■ Assignment ■
Scan the entries below for the word "needed". Copy each line that has it.

Stored items
%%

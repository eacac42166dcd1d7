use anyhow::{anyhow, Context, Result};
use axum::extract::DefaultBodyLimit;
use axum::http::HeaderValue;
use axum::routing::{get, post};
use axum::Router;
use std::net::{SocketAddr, TcpListener};
use std::sync::Arc;
use std::thread::JoinHandle;
use std::time::Instant;
use tokio::sync::{oneshot, Semaphore};
use tower_http::cors::{AllowOrigin, Any, CorsLayer};

use crate::config::ServiceConfig;
use crate::detect::BackendKind;
use crate::service::DetectionService;

mod routes;

#[derive(Clone, Debug)]
pub struct ApiConfig {
    pub addr: String,
    pub max_upload_bytes: usize,
    pub max_concurrency: usize,
    /// Empty means any origin.
    pub cors_origins: Vec<String>,
}

impl Default for ApiConfig {
    fn default() -> Self {
        Self {
            addr: "127.0.0.1:8000".to_string(),
            max_upload_bytes: 16 * 1024 * 1024,
            max_concurrency: 1,
            cors_origins: Vec::new(),
        }
    }
}

impl From<&ServiceConfig> for ApiConfig {
    fn from(cfg: &ServiceConfig) -> Self {
        Self {
            addr: cfg.api_addr.clone(),
            max_upload_bytes: cfg.max_upload_bytes,
            max_concurrency: cfg.max_concurrency,
            cors_origins: cfg.cors_origins.clone(),
        }
    }
}

#[derive(Debug)]
pub struct ApiHandle {
    pub addr: SocketAddr,
    shutdown: Option<oneshot::Sender<()>>,
    join: Option<JoinHandle<()>>,
}

impl ApiHandle {
    /// Stop accepting connections, let in-flight requests finish, and join
    /// the server thread.
    pub fn stop(mut self) -> Result<()> {
        if let Some(shutdown) = self.shutdown.take() {
            // The receiver is gone if the server already exited on its own.
            let _ = shutdown.send(());
        }
        if let Some(join) = self.join.take() {
            join.join()
                .map_err(|_| anyhow!("api server thread panicked"))?;
        }
        Ok(())
    }
}

/// Shared per-process state handed to every route.
#[derive(Clone)]
pub(crate) struct AppState {
    pub(crate) service: Arc<DetectionService>,
    pub(crate) permits: Arc<Semaphore>,
    pub(crate) started: Instant,
}

pub struct ApiServer {
    cfg: ApiConfig,
    service: Arc<DetectionService>,
}

impl ApiServer {
    pub fn new(cfg: ApiConfig, service: Arc<DetectionService>) -> Self {
        Self { cfg, service }
    }

    /// Bind synchronously (port 0 picks a free port) and serve on a
    /// dedicated thread with its own tokio runtime.
    pub fn spawn(self) -> Result<ApiHandle> {
        let configured_addr: SocketAddr = self
            .cfg
            .addr
            .parse()
            .with_context(|| format!("invalid api address '{}'", self.cfg.addr))?;
        let listener = TcpListener::bind(configured_addr)
            .with_context(|| format!("failed to bind {}", configured_addr))?;
        let addr = listener.local_addr()?;
        if configured_addr.ip().is_loopback() && !addr.ip().is_loopback() {
            return Err(anyhow!(
                "api configured for loopback address '{}', but bound to non-loopback address '{}'",
                configured_addr,
                addr
            ));
        }
        listener.set_nonblocking(true)?;

        let runtime = tokio::runtime::Builder::new_multi_thread()
            .enable_all()
            .thread_name("detect-api")
            .build()
            .context("failed to build api runtime")?;
        let app = router(&self.cfg, self.service);

        let (shutdown, shutdown_rx) = oneshot::channel::<()>();
        let join = std::thread::spawn(move || {
            let served = runtime.block_on(async move {
                let listener = tokio::net::TcpListener::from_std(listener)?;
                axum::serve(listener, app)
                    .with_graceful_shutdown(async move {
                        let _ = shutdown_rx.await;
                    })
                    .await
            });
            if let Err(err) = served {
                log::error!("detection api stopped: {}", err);
            }
        });

        Ok(ApiHandle {
            addr,
            shutdown: Some(shutdown),
            join: Some(join),
        })
    }
}

fn router(cfg: &ApiConfig, service: Arc<DetectionService>) -> Router {
    let backend = service.handle().backend();
    let state = AppState {
        service,
        permits: Arc::new(Semaphore::new(cfg.max_concurrency.max(1))),
        started: Instant::now(),
    };

    let mut app = Router::new()
        .route("/", get(routes::root))
        .route("/health", get(routes::health))
        .route("/detect", post(routes::detect));
    if backend == BackendKind::Yolo {
        app = app.route("/debug", get(routes::debug));
    }
    app.layer(DefaultBodyLimit::max(cfg.max_upload_bytes))
        .layer(cors_layer(&cfg.cors_origins))
        .with_state(state)
}

fn cors_layer(origins: &[String]) -> CorsLayer {
    let layer = CorsLayer::new().allow_methods(Any).allow_headers(Any);
    if origins.is_empty() || origins.iter().any(|origin| origin == "*") {
        return layer.allow_origin(Any);
    }
    let allowed: Vec<HeaderValue> = origins
        .iter()
        .filter_map(|origin| match HeaderValue::from_str(origin) {
            Ok(value) => Some(value),
            Err(_) => {
                log::warn!("ignoring invalid cors origin '{}'", origin);
                None
            }
        })
        .collect();
    layer.allow_origin(AllowOrigin::list(allowed))
}
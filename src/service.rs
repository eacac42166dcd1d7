//! Response assembly: decode → infer → normalize → optional crops.

use crate::config::ServiceConfig;
use crate::crop::crop_and_encode;
use crate::detect::ModelHandle;
use crate::error::DetectError;
use crate::frame::ImageFrame;
use crate::normalize::normalize;
use crate::record::{DetectionResponse, OriginalSize};

/// Per-request knobs.
#[derive(Clone, Copy, Debug, PartialEq)]
pub struct DetectOptions {
    pub crop: bool,
    pub min_score: f32,
}

/// The detection pipeline around one shared, read-only model handle.
pub struct DetectionService {
    handle: ModelHandle,
    crop_quality: u8,
    default_min_score: f32,
}

impl DetectionService {
    pub fn new(handle: ModelHandle, crop_quality: u8, default_min_score: f32) -> Self {
        Self {
            handle,
            crop_quality,
            default_min_score,
        }
    }

    pub fn from_config(handle: ModelHandle, cfg: &ServiceConfig) -> Self {
        Self::new(handle, cfg.crop_quality, cfg.default_min_score)
    }

    pub fn handle(&self) -> &ModelHandle {
        &self.handle
    }

    pub fn default_options(&self) -> DetectOptions {
        DetectOptions {
            crop: false,
            min_score: self.default_min_score,
        }
    }

    /// Full request path on raw upload bytes.
    ///
    /// Model availability is checked before the image is decoded, and decode
    /// failures never reach the backend.
    pub fn detect(
        &self,
        image_bytes: &[u8],
        opts: DetectOptions,
    ) -> Result<DetectionResponse, DetectError> {
        self.handle.ensure_loaded()?;
        let frame = ImageFrame::decode(image_bytes)?;
        self.detect_frame(&frame, opts)
    }

    pub fn detect_frame(
        &self,
        frame: &ImageFrame,
        opts: DetectOptions,
    ) -> Result<DetectionResponse, DetectError> {
        let raw = self.handle.infer(frame)?;
        let mut detections = normalize(&raw, frame, opts.min_score);
        log::debug!(
            "{} of {} raw detections accepted at min_score {}",
            detections.len(),
            raw.len(),
            opts.min_score
        );

        if opts.crop {
            for record in &mut detections {
                let outcome = crop_and_encode(frame, record.box_pixels, self.crop_quality);
                if let Err(err) = &outcome {
                    log::debug!("crop failed for class {}: {}", record.class_id, err);
                }
                record.attach_crop(outcome);
            }
        }

        Ok(DetectionResponse {
            detections,
            original_size: OriginalSize {
                width: frame.width(),
                height: frame.height(),
            },
        })
    }
}
//! Declared external requirements.
//!
//! Requirements are recorded and handed to the external package manager
//! through the dependency descriptor. Nothing here resolves or fetches them.

use std::fmt;
use std::str::FromStr;

use serde::{Deserialize, Serialize};
use thiserror::Error;

/// The context a requirement is needed in.
#[derive(Debug, Clone, Copy, PartialEq, Eq, Hash, PartialOrd, Ord, Serialize, Deserialize)]
#[serde(rename_all = "lowercase")]
pub enum RequirementKind {
    /// Linked into the project
    Host,
    /// Only needed to build and run tests
    Test,
    /// A tool executed during the build
    Tool,
}

impl RequirementKind {
    pub fn as_str(&self) -> &'static str {
        match self {
            RequirementKind::Host => "host",
            RequirementKind::Test => "test",
            RequirementKind::Tool => "tool",
        }
    }
}

/// A `name/version` reference to an external package.
#[derive(Debug, Clone, PartialEq, Eq, Hash, Serialize, Deserialize)]
pub struct Requirement {
    pub name: String,
    pub version: String,
    pub kind: RequirementKind,
}

impl Requirement {
    /// Parse a `name/version` reference with the given kind.
    pub fn parse(reference: &str, kind: RequirementKind) -> Result<Self, RequirementParseError> {
        let reference = reference.trim();
        let (name, version) = reference
            .split_once('/')
            .ok_or_else(|| RequirementParseError::MissingVersion(reference.to_string()))?;

        let name = name.trim();
        let version = version.trim();

        if name.is_empty() {
            return Err(RequirementParseError::MissingName(reference.to_string()));
        }
        if version.is_empty() {
            return Err(RequirementParseError::MissingVersion(reference.to_string()));
        }
        if version.contains('/') {
            return Err(RequirementParseError::Malformed(reference.to_string()));
        }

        Ok(Requirement {
            name: name.to_string(),
            version: version.to_string(),
            kind,
        })
    }

    /// The reference form, `name/version`.
    pub fn reference(&self) -> String {
        format!("{}/{}", self.name, self.version)
    }
}

impl fmt::Display for Requirement {
    fn fmt(&self, f: &mut fmt::Formatter<'_>) -> fmt::Result {
        write!(f, "{}/{} ({})", self.name, self.version, self.kind.as_str())
    }
}

impl FromStr for Requirement {
    type Err = RequirementParseError;

    fn from_str(s: &str) -> Result<Self, Self::Err> {
        Requirement::parse(s, RequirementKind::Host)
    }
}

/// Error parsing a requirement reference.
#[derive(Debug, Clone, PartialEq, Eq, Error)]
pub enum RequirementParseError {
    #[error("requirement `{0}` has no package name")]
    MissingName(String),

    #[error("requirement `{0}` has no version; expected `name/version`")]
    MissingVersion(String),

    #[error("malformed requirement `{0}`; expected `name/version`")]
    Malformed(String),
}

/// Parse lists of references into requirements, in host, test, tool order.
pub fn parse_requirements(
    requires: &[String],
    test_requires: &[String],
    tool_requires: &[String],
) -> Result<Vec<Requirement>, RequirementParseError> {
    let groups = [
        (requires, RequirementKind::Host),
        (test_requires, RequirementKind::Test),
        (tool_requires, RequirementKind::Tool),
    ];

    groups
        .iter()
        .flat_map(|(refs, kind)| refs.iter().map(move |r| Requirement::parse(r, *kind)))
        .collect()
}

%%

■ Response to this task ■
/// The context a requirement is needed in.
    /// Only needed to build and run tests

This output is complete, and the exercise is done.